== What needs to be done ==
Each entry, as given, must be output unchanged.
........
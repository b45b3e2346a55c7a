//! Persistence gateway: one repository contract per collection.
//!
//! Two implementations share these contracts:
//! - `MongoStore`: the document database used in production
//! - `InMemoryStore`: process-local storage for tests and local development
//!
//! Operations map one-to-one onto single store calls. Nothing here spans two
//! writes; callers that need two writes issue them separately.

use async_trait::async_trait;
use thiserror::Error;

use parcelhub_core::{
    DeleteOutcome, Document, DocumentId, InsertOutcome, ParcelFilter, PaymentRecord, RiderStatus,
    UpdateOutcome,
};

pub mod convert;
pub mod in_memory;
pub mod mongo;

pub use in_memory::InMemoryStore;
pub use mongo::MongoStore;

pub const PARCELS: &str = "parcels";
pub const PAYMENTS: &str = "payments";
pub const USERS: &str = "users";
pub const RIDERS: &str = "riders";

#[derive(Debug, Error)]
pub enum StoreError {
    #[error("store backend error: {0}")]
    Backend(#[from] mongodb::error::Error),

    #[error("document encoding failed: {0}")]
    Encoding(#[from] bson::ser::Error),

    #[error("in-memory store lock poisoned")]
    Poisoned,
}

pub type StoreResult<T> = Result<T, StoreError>;

#[async_trait]
pub trait ParcelRepository: Send + Sync {
    /// Parcels matching `filter`, newest `createdAt` first.
    async fn list_parcels(&self, filter: &ParcelFilter) -> StoreResult<Vec<Document>>;

    async fn get_parcel(&self, id: &DocumentId) -> StoreResult<Option<Document>>;

    /// Store the caller's document as-is under a freshly generated id.
    async fn insert_parcel(&self, parcel: Document) -> StoreResult<InsertOutcome>;

    async fn delete_parcel(&self, id: &DocumentId) -> StoreResult<DeleteOutcome>;

    /// Set `payment_status` to paid. Only matches parcels not already paid,
    /// so a repeat call reports zero modifications.
    async fn mark_parcel_paid(&self, id: &DocumentId) -> StoreResult<UpdateOutcome>;
}

#[async_trait]
pub trait PaymentRepository: Send + Sync {
    /// Payments for `email` (or all payments), newest `paid_at` first.
    async fn list_payments(&self, email: Option<&str>) -> StoreResult<Vec<Document>>;

    async fn insert_payment(&self, payment: &PaymentRecord) -> StoreResult<InsertOutcome>;
}

#[async_trait]
pub trait UserRepository: Send + Sync {
    async fn find_user_by_email(&self, email: &str) -> StoreResult<Option<Document>>;

    async fn insert_user(&self, user: Document) -> StoreResult<InsertOutcome>;

    /// Overwrite `role` on the first user with this email.
    async fn set_user_role(&self, email: &str, role: &str) -> StoreResult<UpdateOutcome>;
}

#[async_trait]
pub trait RiderRepository: Send + Sync {
    async fn insert_rider(&self, rider: Document) -> StoreResult<InsertOutcome>;

    /// Riders whose `status` equals `status` exactly.
    async fn list_riders_by_status(&self, status: &RiderStatus) -> StoreResult<Vec<Document>>;

    async fn update_rider_status(
        &self,
        id: &DocumentId,
        status: &RiderStatus,
    ) -> StoreResult<UpdateOutcome>;
}

/// The full persistence gateway: all four collections behind one handle.
#[async_trait]
pub trait Store: ParcelRepository + PaymentRepository + UserRepository + RiderRepository {
    /// Round-trip to the backend to confirm it is reachable.
    async fn ping(&self) -> StoreResult<()>;
}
........
== Task answer ==
repository b45b3e2346a55c7a
//! Persistence gateway: one repository contract per collection.
//!
//! Two implementations share these contracts:
//! - `MongoStore`: the document database used in production
//! - `InMemoryStore`: process-local storage for tests and local development
//!
//! Operations map one-to-one onto single store calls. Nothing here spans two
//! writes; callers that need two writes issue them separately.

use async_trait::async_trait;
use thiserror::Error;

use parcelhub_core::{
    DeleteOutcome, Document, DocumentId, InsertOutcome, ParcelFilter, PaymentRecord, RiderStatus,
    UpdateOutcome,
};

pub mod convert;
pub mod in_memory;
pub mod mongo;

pub use in_memory::InMemoryStore;
pub use mongo::MongoStore;

pub const PARCELS: &str = "parcels";
pub const PAYMENTS: &str = "payments";
pub const USERS: &str = "users";
pub const RIDERS: &str = "riders";

#[derive(Debug, Error)]
pub enum StoreError {
    #[error("store backend error: {0}")]
    Backend(#[from] mongodb::error::Error),

    #[error("document encoding failed: {0}")]
    Encoding(#[from] bson::ser::Error),

    #[error("in-memory store lock poisoned")]
    Poisoned,
}

pub type StoreResult<T> = Result<T, StoreError>;

#[async_trait]
pub trait ParcelRepository: Send + Sync {
    /// Parcels matching `filter`, newest `createdAt` first.
    async fn list_parcels(&self, filter: &ParcelFilter) -> StoreResult<Vec<Document>>;

    async fn get_parcel(&self, id: &DocumentId) -> StoreResult<Option<Document>>;

    /// Store the caller's document as-is under a freshly generated id.
    async fn insert_parcel(&self, parcel: Document) -> StoreResult<InsertOutcome>;

    async fn delete_parcel(&self, id: &DocumentId) -> StoreResult<DeleteOutcome>;

    /// Set `payment_status` to paid. Only matches parcels not already paid,
    /// so a repeat call reports zero modifications.
    async fn mark_parcel_paid(&self, id: &DocumentId) -> StoreResult<UpdateOutcome>;
}

#[async_trait]
pub trait PaymentRepository: Send + Sync {
    /// Payments for `email` (or all payments), newest `paid_at` first.
    async fn list_payments(&self, email: Option<&str>) -> StoreResult<Vec<Document>>;

    async fn insert_payment(&self, payment: &PaymentRecord) -> StoreResult<InsertOutcome>;
}

#[async_trait]
pub trait UserRepository: Send + Sync {
    async fn find_user_by_email(&self, email: &str) -> StoreResult<Option<Document>>;

    async fn insert_user(&self, user: Document) -> StoreResult<InsertOutcome>;

    /// Overwrite `role` on the first user with this email.
    async fn set_user_role(&self, email: &str, role: &str) -> StoreResult<UpdateOutcome>;
}

#[async_trait]
pub trait RiderRepository: Send + Sync {
    async fn insert_rider(&self, rider: Document) -> StoreResult<InsertOutcome>;

    /// Riders whose `status` equals `status` exactly.
    async fn list_riders_by_status(&self, status: &RiderStatus) -> StoreResult<Vec<Document>>;

    async fn update_rider_status(
        &self,
        id: &DocumentId,
        status: &RiderStatus,
    ) -> StoreResult<UpdateOutcome>;
}

/// The full persistence gateway: all four collections behind one handle.
#[async_trait]
pub trait Store: ParcelRepository + PaymentRepository + UserRepository + RiderRepository {
    /// Round-trip to the backend to confirm it is reachable.
    async fn ping(&self) -> StoreResult<()>;
}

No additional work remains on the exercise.